What are the challenges that you have faced and are still facing as a hip hop group trying to make it in the SA market?
The challenge we are facing is that we’re not getting bigger challenges…(Laugh). I will be blunt and I say this with all respect though, media acceptance. As a group we’re trying to get into the market, I believe we are already in the market, but the only market we are not in is the media, in a way that’s sort of a good thing for us because it eliminates the fame issue, I despise fame, but we need media for certain things and media wise, we not there yet.
Do you plan to extend your sphere of influence beyond Mzansi? How do you plan to make that possible?
Yes we do plan to expand and we will. Because we think beyond Hip-hop, we will use other talents in order to become an unstoppable force in the country. Arts, digital arts, acting, film making etc. We are indeed artists, hands down.
Is it true that Nicholas raps in deep Zulu, and how does the audience react? What is Nicholas’ fascination with the Zulu language and how did he learn it?
Shap fede I’m Gwaza, ne? Sho. Yeah I have been known to use that deep Natalturn of phrase at times, hade for the Sotho and Anglophone listeners. One of the best vernacular rappers in the game, Mirus said its best for me, he said “It’s clear that you read”: some of the language and things I’m referring to comes from Zulu literature that I go through for sport, study and pleasure. The work of Sibusiso Nyembezi and BW Vilakazi in particular. I like to think I’m part of that tradition of Zulu wordsmanship, so it comes out every now and then. My father speaks Zulu and my grandfather was highly proficient (was even a court translator at one time.)
Right now I’m trying to crack the code with vernac rhyming. Only Mirus and some few others are with me on that so far.
William what message do you wish to convey to your audience when lyrics flow out of your mouth?
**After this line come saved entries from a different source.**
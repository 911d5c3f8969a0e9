// SPDX-License-Identifier: MIT
// Copyright 2026 Roland Dreier <roland@rolandd.dev>

//! Watch-mode routes: read other players' snapshots, publish your own.

use crate::error::{AppError, Result};
use crate::middleware::auth::AuthUser;
use crate::models::{ActivePlayer, Direction, Position};
use crate::AppState;
use axum::{
    extract::{Path, State},
    routing::{get, put},
    Extension, Json, Router,
};
use serde::{Deserialize, Serialize};
use std::sync::Arc;
use validator::Validate;

/// Public spectator routes.
pub fn routes() -> Router<Arc<AppState>> {
    Router::new()
        .route("/players/active", get(list_active_players))
        .route("/players/{player_id}", get(get_player))
}

/// Publisher routes (auth middleware applied in routes/mod.rs).
pub fn protected_routes() -> Router<Arc<AppState>> {
    Router::new().route(
        "/players/me",
        put(publish_snapshot).delete(remove_snapshot),
    )
}

/// Snapshots of games in progress.
async fn list_active_players(
    State(state): State<Arc<AppState>>,
) -> Result<Json<Vec<ActivePlayer>>> {
    Ok(Json(state.players.list_playing().await?))
}

/// One player's latest snapshot, playing or not.
async fn get_player(
    State(state): State<Arc<AppState>>,
    Path(player_id): Path<String>,
) -> Result<Json<ActivePlayer>> {
    let player = state
        .players
        .get(&player_id)
        .await?
        .ok_or_else(|| AppError::NotFound("Player not found".to_string()))?;
    Ok(Json(player))
}

/// Game state published by the player's own client.
#[derive(Deserialize, Validate)]
pub struct PublishSnapshotRequest {
    current_score: i64,
    mode: String,
    #[validate(length(min = 1))]
    snake: Vec<Position>,
    food: Position,
    direction: Direction,
    #[serde(default = "default_playing")]
    is_playing: bool,
}

fn default_playing() -> bool {
    true
}

/// Replace the caller's snapshot.
async fn publish_snapshot(
    State(state): State<Arc<AppState>>,
    Extension(auth): Extension<AuthUser>,
    Json(request): Json<PublishSnapshotRequest>,
) -> Result<Json<ActivePlayer>> {
    request
        .validate()
        .map_err(|e| AppError::InvalidArgument(e.to_string()))?;

    let snapshot = ActivePlayer {
        id: auth.user.id,
        username: auth.user.username,
        current_score: request.current_score,
        mode: request.mode,
        snake: request.snake,
        food: request.food,
        direction: request.direction,
        is_playing: request.is_playing,
    };
    state.players.upsert(&snapshot).await?;

    Ok(Json(snapshot))
}

#[derive(Serialize)]
pub struct RemoveSnapshotResponse {
    pub removed: bool,
}

/// Drop the caller's snapshot when their game ends.
async fn remove_snapshot(
    State(state): State<Arc<AppState>>,
    Extension(auth): Extension<AuthUser>,
) -> Result<Json<RemoveSnapshotResponse>> {
    let removed = state.players.remove(&auth.user.id).await?;
    Ok(Json(RemoveSnapshotResponse { removed }))
}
Well, as a starting point: I’m a very playful character, so to be able to have fun and engage with an audience of people and see them enjoying themselves, is more than a message for me. I really stand for entertainment, but the message I convey is, work smart and play hard!
Earl, being the “Battle Emcee”, does that mean you use swear words in your lyrics. Why, or why not?
I am not a battle Emcee. I am an Emcee who is good at a battle of wits, which is what battling essentially is. Battling became a hobby which I became really sharp in, that’s how I earned my street credibility. I don’t battle any more. When a person swears, they are just simply expressing something passionately of which they instinctively used a swear word to communicate it in that moment. -Earl Quiz
Ntando seems to have a passion for film making as well. When does music come in and which of the two is your first love?
I have a passion for both simply because they connect me with the people I work with. The music inspires me to create whatever I hear and then interpret that in a film sense. Without offense, music is for the blind, and film is for the deaf. If you can’t hear then you see what I mean and if you can’t see what I mean then you can hear. -Crusade/Ntando
Mpho what skills have you acquired and polished thanks to the mentorship of your fellow group members?
I’m proud to say since becoming a member of 3rd Wave I’ve acquired the rare skill of the “pen game“ when writing a song. Also I’ve acquired the skill of putting together banger beats. These guys are choosey artists so I can’t just offer them a mediocre beat, the beats can be simple but it must be special. Through that I’ve learnt to take myself seriously and can pass that knowledge to other artists I’ll meet in the near future. -Solid/Mpho
Do you guys have girlfriends? What is their reaction to groupies?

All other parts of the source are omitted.